Also, heh, we're getting back on the morning of the 28th (after not having slept the night before), and in the afternoon I've my first Dutch class (from the intermediate course). Whoo-boy.
- Mood:
giddy
HEEEEEELP.
Also, the amount of frustration I'm registering right now (what with still not knowing what my research questions are after seven months and 1.5 papers written) could apparently only be expressed by me scribbling, in two-inch caps "I WISH THIS WAS IN ANY WAY FUNNIER IN ENOCHIAN!" in my ideas-notebook.
Sigh.
- Mood:
frustrated
ETA: omg omg omg omg omg omg omg omg, I've just had the most perfect strike of inspiration in the course of this PhD project yet! omg, so happy! *manic grin*
ETAA: right, so I ended up reading only two articles, but I should mention that the rest of the time was spent debating things like social identities and social contexts and how collaboration practices and the theory of structuration connect to them, so yeah; :P
- Mood:
contemplative
Am working on the computer of a wonderful friend who lent hers to me until around 20:00 tonight (okay; have 7.5 hours to finish the damn paper, okay.), and fdkhgdjfghjdfh what if there's something wrong with the computer's socket, and not the charger? But we'll see tomorrow (hopefully).
Ugh, and I had a horribly disturbing dream last night :(
This day is not starting off as a good day.
Well, let's hope inspiration hits in this 7.5 hour interval, it would be wonderful to send the paper off for the last checks tonight *is ever hopeful*
PS. Welp. This is one way to get me to read more books instead of wasting time on the internet. :|
- Mood:
frustrated
I am going to have so. much. fun. once the EGOS paper is no longer an issue (one way or another).
- Mood:
ecstatic
( Let me explain. No, there is too much; let me sum up. (would you believe that quote was actually the motto for one of the sections in my very first draft of my first paper? Part of me wanted to keep it, too :3) )
- Mood:
confused
But yes, got home safe and sound after about 13 hours of travel and waiting in airports and train stations.
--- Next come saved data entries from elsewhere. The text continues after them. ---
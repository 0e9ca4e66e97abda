//! Camera frame sources for the live feed.
//!
//! - `stub://<name>` devices produce synthetic frames (tests, demos).
//! - Local V4L2 device nodes such as `/dev/video0` (feature: ingest-v4l2).
//!
//! Frames are captured in memory, normalized to RGB and handed straight to the
//! live stream; nothing here writes frames to disk.

pub mod normalize;
mod synthetic;
#[cfg(feature = "ingest-v4l2")]
mod v4l2;

use anyhow::Result;
use image::RgbImage;
use serde::Deserialize;

use synthetic::SyntheticCamera;
#[cfg(feature = "ingest-v4l2")]
use v4l2::DeviceCamera;

/// Anything the live stream can pull RGB frames from.
pub trait FrameSource: Send {
    /// Capture the next frame. An error ends the stream.
    fn next_frame(&mut self) -> Result<RgbImage>;
}

/// Configuration for a capture device.
#[derive(Clone, Debug, PartialEq, Eq, Deserialize)]
#[serde(default)]
pub struct CameraConfig {
    /// Device path (e.g. "/dev/video0") or `stub://<name>`.
    pub device: String,
    /// Upper bound on frames per second delivered to a live stream.
    pub target_fps: u32,
    /// Preferred frame width.
    pub width: u32,
    /// Preferred frame height.
    pub height: u32,
}

impl Default for CameraConfig {
    fn default() -> Self {
        Self {
            device: "/dev/video0".to_string(),
            target_fps: 10,
            width: 640,
            height: 480,
        }
    }
}

/// Statistics for a camera.
#[derive(Clone, Debug)]
pub struct CameraStats {
    pub frames_captured: u64,
    pub device: String,
}

pub struct Camera {
    backend: CameraBackend,
}

enum CameraBackend {
    Synthetic(SyntheticCamera),
    #[cfg(feature = "ingest-v4l2")]
    Device(DeviceCamera),
}

impl Camera {
    pub fn new(config: CameraConfig) -> Result<Self> {
        if config.device.starts_with("stub://") {
            return Ok(Self {
                backend: CameraBackend::Synthetic(SyntheticCamera::new(config)),
            });
        }
        Self::device(config)
    }

    #[cfg(feature = "ingest-v4l2")]
    fn device(config: CameraConfig) -> Result<Self> {
        Ok(Self {
            backend: CameraBackend::Device(DeviceCamera::new(config)),
        })
    }

    #[cfg(not(feature = "ingest-v4l2"))]
    fn device(config: CameraConfig) -> Result<Self> {
        Err(anyhow::anyhow!(
            "camera device {} requires the ingest-v4l2 feature",
            config.device
        ))
    }

    /// Create and connect in one step.
    pub fn open(config: CameraConfig) -> Result<Self> {
        let mut camera = Self::new(config)?;
        camera.connect()?;
        Ok(camera)
    }

    /// Connect to the device.
    pub fn connect(&mut self) -> Result<()> {
        match &mut self.backend {
            CameraBackend::Synthetic(source) => source.connect(),
            #[cfg(feature = "ingest-v4l2")]
            CameraBackend::Device(source) => source.connect(),
        }
    }

    /// Get frame statistics.
    pub fn stats(&self) -> CameraStats {
        match &self.backend {
            CameraBackend::Synthetic(source) => source.stats(),
            #[cfg(feature = "ingest-v4l2")]
            CameraBackend::Device(source) => source.stats(),
        }
    }
}

impl FrameSource for Camera {
    fn next_frame(&mut self) -> Result<RgbImage> {
        match &mut self.backend {
            CameraBackend::Synthetic(source) => source.next_frame(),
            #[cfg(feature = "ingest-v4l2")]
            CameraBackend::Device(source) => source.next_frame(),
        }
    }
}
use anyhow::{anyhow, Result};
use image::RgbImage;

/// Pixel layouts a capture device may hand back.
#[derive(Clone, Copy, Debug, PartialEq, Eq)]
pub enum PixelFormat {
    Rgb24,
    Yuyv,
    Nv12,
    Mjpeg,
}

impl PixelFormat {
    /// Map a V4L2 fourcc to a supported layout.
    pub fn from_fourcc(fourcc: &[u8; 4]) -> Option<Self> {
        match fourcc {
            b"RGB3" => Some(Self::Rgb24),
            b"YUYV" => Some(Self::Yuyv),
            b"NV12" => Some(Self::Nv12),
            b"MJPG" => Some(Self::Mjpeg),
            _ => None,
        }
    }
}

/// Convert one captured buffer to an RGB image.
pub fn normalize_to_rgb(
    pixels: &[u8],
    width: u32,
    height: u32,
    format: PixelFormat,
) -> Result<RgbImage> {
    let rgb = match format {
        PixelFormat::Rgb24 => {
            let expected = frame_len(width, height, 3)?;
            if pixels.len() < expected {
                return Err(anyhow!(
                    "RGB frame length mismatch: expected {}, got {}",
                    expected,
                    pixels.len()
                ));
            }
            pixels[..expected].to_vec()
        }
        PixelFormat::Yuyv => yuyv_to_rgb(pixels, width, height)?,
        PixelFormat::Nv12 => nv12_to_rgb(pixels, width, height)?,
        PixelFormat::Mjpeg => {
            let decoded = image::load_from_memory_with_format(pixels, image::ImageFormat::Jpeg)
                .map_err(|e| anyhow!("decode MJPG frame: {}", e))?;
            return Ok(decoded.to_rgb8());
        }
    };
    RgbImage::from_raw(width, height, rgb).ok_or_else(|| anyhow!("RGB buffer does not fit frame"))
}

fn frame_len(width: u32, height: u32, bytes_per_pixel: u32) -> Result<usize> {
    width
        .checked_mul(height)
        .and_then(|v| v.checked_mul(bytes_per_pixel))
        .map(|v| v as usize)
        .ok_or_else(|| anyhow!("frame dimensions overflow"))
}

fn yuv_to_rgb(y: f32, u: f32, v: f32) -> [u8; 3] {
    let r = y + 1.402_f32 * v;
    let g = y - 0.344_136_f32 * u - 0.714_136_f32 * v;
    let b = y + 1.772_f32 * u;
    [clamp_to_u8(r), clamp_to_u8(g), clamp_to_u8(b)]
}

fn yuyv_to_rgb(pixels: &[u8], width: u32, height: u32) -> Result<Vec<u8>> {
    if width % 2 != 0 {
        return Err(anyhow!("YUYV frames need an even width, got {}", width));
    }
    let expected = frame_len(width, height, 2)?;
    if pixels.len() < expected {
        return Err(anyhow!(
            "YUYV frame length mismatch: expected {}, got {}",
            expected,
            pixels.len()
        ));
    }

    let mut rgb = Vec::with_capacity(frame_len(width, height, 3)?);
    for quad in pixels[..expected].chunks_exact(4) {
        let u = quad[1] as f32 - 128.0;
        let v = quad[3] as f32 - 128.0;
        rgb.extend_from_slice(&yuv_to_rgb(quad[0] as f32, u, v));
        rgb.extend_from_slice(&yuv_to_rgb(quad[2] as f32, u, v));
    }
    Ok(rgb)
}

fn nv12_to_rgb(pixels: &[u8], width: u32, height: u32) -> Result<Vec<u8>> {
    let w = width as usize;
    let h = height as usize;
    let y_plane = w
        .checked_mul(h)
        .ok_or_else(|| anyhow!("NV12 frame dimensions overflow"))?;
    let expected = y_plane
        .checked_add(y_plane / 2)
        .ok_or_else(|| anyhow!("NV12 frame dimensions overflow"))?;
    if pixels.len() != expected {
        return Err(anyhow!(
            "NV12 frame length mismatch: expected {}, got {}",
            expected,
            pixels.len()
        ));
    }

    let mut rgb = vec![0u8; y_plane * 3];
    for j in 0..h {
        for i in 0..w {
            let y = pixels[j * w + i] as f32;
            let uv_index = y_plane + (j / 2) * w + (i / 2) * 2;
            let u = pixels[uv_index] as f32 - 128.0;
            let v = pixels[uv_index + 1] as f32 - 128.0;

            let offset = (j * w + i) * 3;
            rgb[offset..offset + 3].copy_from_slice(&yuv_to_rgb(y, u, v));
        }
    }

    Ok(rgb)
}

fn clamp_to_u8(value: f32) -> u8 {
    value.round().clamp(0.0, 255.0) as u8
}

#[cfg(test)]
mod tests {
    use super::*;

    #[test]
    fn nv12_conversion_produces_gray() -> Result<()> {
        let y_plane = vec![128u8; 4];
        let uv_plane = vec![128u8; 2];
        let nv12 = [y_plane, uv_plane].concat();

        let rgb = normalize_to_rgb(&nv12, 2, 2, PixelFormat::Nv12)?;
        assert_eq!(rgb.into_raw(), vec![128u8; 12]);

        Ok(())
    }

    #[test]
    fn yuyv_conversion_produces_gray() -> Result<()> {
        let yuyv = vec![200u8, 128, 100, 128];
        let rgb = normalize_to_rgb(&yuyv, 2, 1, PixelFormat::Yuyv)?;
        assert_eq!(rgb.into_raw(), vec![200, 200, 200, 100, 100, 100]);
        Ok(())
    }

    #[test]
    fn rgb_pass_through_validates_length() -> Result<()> {
        let pixels = vec![1u8; 9];
        let rgb = normalize_to_rgb(&pixels, 1, 3, PixelFormat::Rgb24)?;
        assert_eq!(rgb.into_raw(), pixels);
        assert!(normalize_to_rgb(&pixels, 2, 3, PixelFormat::Rgb24).is_err());
        Ok(())
    }

    #[test]
    fn mjpeg_frames_are_decoded() -> Result<()> {
        let source = RgbImage::from_pixel(8, 8, image::Rgb([10, 200, 30]));
        let mut jpeg = Vec::new();
        image::codecs::jpeg::JpegEncoder::new_with_quality(&mut jpeg, 95).encode_image(&source)?;
        let rgb = normalize_to_rgb(&jpeg, 8, 8, PixelFormat::Mjpeg)?;
        assert_eq!(rgb.dimensions(), (8, 8));
        Ok(())
    }

    #[test]
    fn fourcc_lookup() {
        assert_eq!(PixelFormat::from_fourcc(b"YUYV"), Some(PixelFormat::Yuyv));
        assert_eq!(PixelFormat::from_fourcc(b"H264"), None);
    }
}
And then yesterday we went shopping for about 5 hours (got two new pairs of boots, whoo~ And finally found jeans I was happy with~), and then we decorated the tree (which was copiously photographed due to my nephew's new-found love of taking pictures), and then I played the "connect to the internet" game that always happens when I get home and have to convince my mom's modem to cooperate and let my laptop connect instead of her PC. A game which I finally won this morning. Heh.
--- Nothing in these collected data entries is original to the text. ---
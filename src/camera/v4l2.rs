//! V4L2 capture for local camera nodes (e.g. /dev/video0).
//!
//! The device is asked for RGB3 at the configured size and rate; whatever it
//! settles on is accepted as long as `PixelFormat` can normalize it.

use anyhow::{anyhow, Context, Result};
use image::RgbImage;
use ouroboros::self_referencing;

use super::normalize::{normalize_to_rgb, PixelFormat};
use super::{CameraConfig, CameraStats};

pub(super) struct DeviceCamera {
    config: CameraConfig,
    state: Option<DeviceState>,
    frame_count: u64,
    active_width: u32,
    active_height: u32,
    active_format: PixelFormat,
}

#[self_referencing]
struct DeviceState {
    device: v4l::Device,
    #[borrows(mut device)]
    #[covariant]
    stream: v4l::prelude::MmapStream<'this, v4l::Device>,
}

impl DeviceCamera {
    pub(super) fn new(config: CameraConfig) -> Self {
        Self {
            active_width: config.width,
            active_height: config.height,
            active_format: PixelFormat::Rgb24,
            config,
            state: None,
            frame_count: 0,
        }
    }

    pub(super) fn connect(&mut self) -> Result<()> {
        use v4l::buffer::Type;
        use v4l::video::Capture;

        let mut device = v4l::Device::with_path(&self.config.device)
            .with_context(|| format!("open v4l2 device {}", self.config.device))?;
        let mut format = device.format().context("read v4l2 format")?;
        format.width = self.config.width;
        format.height = self.config.height;
        format.fourcc = v4l::FourCC::new(b"RGB3");

        let format = match device.set_format(&format) {
            Ok(format) => format,
            Err(err) => {
                log::warn!(
                    "camera: failed to set format on {}: {}",
                    self.config.device,
                    err
                );
                device
                    .format()
                    .context("read v4l2 format after set failure")?
            }
        };

        if self.config.target_fps > 0 {
            let params = v4l::video::capture::Parameters::with_fps(self.config.target_fps);
            if let Err(err) = device.set_params(&params) {
                log::warn!(
                    "camera: failed to set fps on {}: {}",
                    self.config.device,
                    err
                );
            }
        }

        self.active_format = PixelFormat::from_fourcc(&format.fourcc.repr).ok_or_else(|| {
            anyhow!(
                "camera {} negotiated unsupported pixel format {}",
                self.config.device,
                format.fourcc
            )
        })?;
        self.active_width = format.width;
        self.active_height = format.height;

        let state = DeviceStateBuilder {
            device,
            stream_builder: |device| {
                v4l::prelude::MmapStream::with_buffers(device, Type::VideoCapture, 4)
                    .map_err(|err| anyhow::Error::new(err).context("create v4l2 buffer stream"))
            },
        }
        .try_build()?;
        self.state = Some(state);

        log::info!(
            "camera: connected to {} ({}x{} {:?})",
            self.config.device,
            self.active_width,
            self.active_height,
            self.active_format
        );
        Ok(())
    }

    pub(super) fn next_frame(&mut self) -> Result<RgbImage> {
        use v4l::io::traits::CaptureStream;

        let state = self.state.as_mut().context("v4l2 device not connected")?;
        let (buf, meta) = state
            .with_mut(|fields| fields.stream.next())
            .map_err(|err| anyhow::Error::new(err).context("capture v4l2 frame"))?;

        let used = match meta.bytesused as usize {
            0 => buf.len(),
            n => n.min(buf.len()),
        };
        let image = normalize_to_rgb(
            &buf[..used],
            self.active_width,
            self.active_height,
            self.active_format,
        )?;
        self.frame_count += 1;
        Ok(image)
    }

    pub(super) fn stats(&self) -> CameraStats {
        CameraStats {
            frames_captured: self.frame_count,
            device: self.config.device.clone(),
        }
    }
}
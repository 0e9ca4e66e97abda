//! Firewatch
//!
//! HTTP service in front of a fire/smoke object detector.
//!
//! # Capabilities
//!
//! 1. **Predict**: an uploaded image is run through the detector, annotated,
//!    stored under a fresh reference and recorded in the history ledger.
//! 2. **History**: every successful prediction, newest first.
//! 3. **Live feed**: camera frames with detections drawn in, as MJPEG.
//!
//! # Module Structure
//!
//! - `config`: JSON file plus `FIREWATCH_*` environment overrides
//! - `detect`: backend trait, registry, stub and ONNX backends, YOLO post-processing
//! - `prediction`: wire form of a detection, including the no-detection sentinel
//! - `annotate`: box and label drawing
//! - `storage`: annotated result images and raw uploads
//! - `history`: append-only JSON ledger
//! - `pipeline`: the per-request predict flow
//! - `camera`: frame sources (synthetic, V4L2)
//! - `stream`: live MJPEG loop
//! - `api`: HTTP server

pub mod annotate;
pub mod api;
pub mod camera;
pub mod config;
pub mod detect;
pub mod history;
pub mod pipeline;
pub mod prediction;
pub mod storage;
pub mod stream;

pub use config::FirewatchConfig;
pub use detect::{BoxPrediction, DetectionResult, DetectorBackend, InferenceParams};
pub use history::{HistoryEntry, HistoryLedger};
pub use pipeline::{InferencePipeline, PredictResponse, Upload};
pub use prediction::{Prediction, NO_DETECTION_LABEL};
I will now begin to stalk the Amazon page for price variations in the SPN box set (S1-S6). I'm... 60% sure I want to get it.
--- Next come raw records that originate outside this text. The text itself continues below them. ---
use std::fmt;

use cuwrap_core::{Error, Result};
use cuwrap_driver::sys::*;

use crate::device::Device;
use crate::kernel::Kernel;
use crate::occupancy;

/// Extent of a grid (in blocks) or a block (in threads).
#[derive(Debug, Clone, Copy, PartialEq, Eq, Hash)]
pub struct Dim3 {
    pub x: u32,
    pub y: u32,
    pub z: u32,
}

impl Dim3 {
    pub const fn new(x: u32, y: u32, z: u32) -> Self {
        Self { x, y, z }
    }

    pub const fn linear(x: u32) -> Self {
        Self { x, y: 1, z: 1 }
    }

    pub fn volume(&self) -> u64 {
        u64::from(self.x) * u64::from(self.y) * u64::from(self.z)
    }

    pub fn as_array(&self) -> [u32; 3] {
        [self.x, self.y, self.z]
    }

    fn has_zero(&self) -> bool {
        self.x == 0 || self.y == 0 || self.z == 0
    }
}

impl fmt::Display for Dim3 {
    fn fmt(&self, f: &mut fmt::Formatter<'_>) -> fmt::Result {
        write!(f, "{}x{}x{}", self.x, self.y, self.z)
    }
}

impl From<u32> for Dim3 {
    fn from(x: u32) -> Self {
        Dim3::linear(x)
    }
}

impl From<(u32, u32)> for Dim3 {
    fn from((x, y): (u32, u32)) -> Self {
        Dim3::new(x, y, 1)
    }
}

impl From<(u32, u32, u32)> for Dim3 {
    fn from((x, y, z): (u32, u32, u32)) -> Self {
        Dim3::new(x, y, z)
    }
}

impl From<[u32; 3]> for Dim3 {
    fn from([x, y, z]: [u32; 3]) -> Self {
        Dim3::new(x, y, z)
    }
}

/// Result of an occupancy search: the smallest grid that keeps every
/// multiprocessor fully occupied, and the block size achieving it.
#[derive(Debug, Clone, Copy, PartialEq, Eq)]
pub struct GridParams {
    pub grid_size_in_blocks: u32,
    pub block_size: u32,
}

/// Shape and resources of one kernel launch.
#[derive(Debug, Clone, Copy, PartialEq, Eq)]
pub struct LaunchConfig {
    pub grid: Dim3,
    pub block: Dim3,
    /// Bytes of dynamic shared memory per block.
    pub dynamic_shared_mem: u32,
    /// Launch so that all blocks may synchronize with each other.
    pub cooperative: bool,
}

impl LaunchConfig {
    pub fn new(grid: impl Into<Dim3>, block: impl Into<Dim3>) -> Self {
        Self {
            grid: grid.into(),
            block: block.into(),
            dynamic_shared_mem: 0,
            cooperative: false,
        }
    }

    /// A 1-D launch with enough blocks of `block_size` threads to cover `num_elements`.
    pub fn for_num_elements(num_elements: u32, block_size: u32) -> Self {
        let blocks = if block_size == 0 { 0 } else { num_elements.div_ceil(block_size) };
        Self::new(blocks, block_size)
    }

    pub fn with_dynamic_shared_mem(mut self, bytes: u32) -> Self {
        self.dynamic_shared_mem = bytes;
        self
    }

    pub fn with_cooperative(mut self, cooperative: bool) -> Self {
        self.cooperative = cooperative;
        self
    }

    /// A 1-D configuration giving `kernel` maximal occupancy on its device.
    pub fn for_max_occupancy(
        kernel: &Kernel,
        dynamic_shared_mem: u32,
        block_size_limit: u32,
    ) -> Result<Self> {
        let params = occupancy::min_grid_params_for_max_occupancy(
            kernel,
            dynamic_shared_mem as usize,
            block_size_limit,
            false,
        )?;
        Ok(Self::new(params.grid_size_in_blocks, params.block_size)
            .with_dynamic_shared_mem(dynamic_shared_mem))
    }

    pub fn total_threads(&self) -> u64 {
        self.grid.volume() * self.block.volume()
    }

    /// Reject shapes no device accepts.
    pub fn validate(&self) -> Result<()> {
        if self.grid.has_zero() {
            return Err(Error::InvalidArgument(format!(
                "grid dimensions must all be positive (got {})",
                self.grid
            )));
        }
        if self.block.has_zero() {
            return Err(Error::InvalidArgument(format!(
                "block dimensions must all be positive (got {})",
                self.block
            )));
        }
        Ok(())
    }

    /// Check the launch against the hardware limits of `device`.
    pub fn validate_for(&self, device: &Device) -> Result<()> {
        self.validate()?;

        let max_threads = device.attribute(CU_DEVICE_ATTRIBUTE_MAX_THREADS_PER_BLOCK)?;
        if self.block.volume() > max_threads.max(0) as u64 {
            return Err(Error::InvalidArgument(format!(
                "block of {} ({} threads) exceeds the {} threads per block supported by device {}",
                self.block,
                self.block.volume(),
                max_threads,
                device.id()
            )));
        }

        let block_limits = [
            CU_DEVICE_ATTRIBUTE_MAX_BLOCK_DIM_X,
            CU_DEVICE_ATTRIBUTE_MAX_BLOCK_DIM_Y,
            CU_DEVICE_ATTRIBUTE_MAX_BLOCK_DIM_Z,
        ];
        let grid_limits = [
            CU_DEVICE_ATTRIBUTE_MAX_GRID_DIM_X,
            CU_DEVICE_ATTRIBUTE_MAX_GRID_DIM_Y,
            CU_DEVICE_ATTRIBUTE_MAX_GRID_DIM_Z,
        ];
        for (axis, name) in ["x", "y", "z"].iter().enumerate() {
            let limit = device.attribute(block_limits[axis])?.max(0) as u32;
            if self.block.as_array()[axis] > limit {
                return Err(Error::InvalidArgument(format!(
                    "block {} dimension {} exceeds device {} limit of {}",
                    name,
                    self.block.as_array()[axis],
                    device.id(),
                    limit
                )));
            }
            let limit = device.attribute(grid_limits[axis])?.max(0) as u32;
            if self.grid.as_array()[axis] > limit {
                return Err(Error::InvalidArgument(format!(
                    "grid {} dimension {} exceeds device {} limit of {}",
                    name,
                    self.grid.as_array()[axis],
                    device.id(),
                    limit
                )));
            }
        }

        let opt_in = device.attribute(CU_DEVICE_ATTRIBUTE_MAX_SHARED_MEMORY_PER_BLOCK_OPTIN)?;
        let shared_limit = if opt_in > 0 {
            opt_in
        } else {
            device.attribute(CU_DEVICE_ATTRIBUTE_MAX_SHARED_MEMORY_PER_BLOCK)?
        };
        if i64::from(self.dynamic_shared_mem) > i64::from(shared_limit) {
            return Err(Error::InvalidArgument(format!(
                "{} bytes of dynamic shared memory exceeds the {} bytes per block available on device {}",
                self.dynamic_shared_mem,
                shared_limit,
                device.id()
            )));
        }

        if self.cooperative && device.attribute(CU_DEVICE_ATTRIBUTE_COOPERATIVE_LAUNCH)? == 0 {
            return Err(Error::InvalidArgument(format!(
                "device {} does not support cooperative launches",
                device.id()
            )));
        }
        Ok(())
    }
}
Also, must make up working schedule. The supervisor-deadline for both my papers is Jan 3rd, and after some calculations I realised this means they have to be 95% done by Dec 30th. Which means a lot of dedication on my part. Oh, and have I mentioned I'll be taking my Dutch B1 exams at the end of January? (they should be A2, but my teacher believes in me and gave me extra work). Yeah, I'll have to study for that during the holidays too.
But! Christmas
- Mood:
happy
I've been spending too much time in the SPN fandom.
I was reading this handbook for the management game that my students will have to participate in, and there was this one sentence I skimmed over really quickly. Part of it said:
chapter 6 is about the application of
...and of course I read "apocalypse" instead of "application".
:|
Yeah.
- Mood:
shocked
- Mood:
bouncy
And I got spoiled (unavoidable, really, considering what the information was; but still). With something pretty major. And I didn't want that. And now I have to put so. much. effort. into forgetting about it (like I could) or not trusting the source (it's been confirmed, though; vaguely, but it's been confirmed) or thinking that nope, nope, not actually going to happen, so that when it does happen I'll be surprised. It's not gonna work, damn it!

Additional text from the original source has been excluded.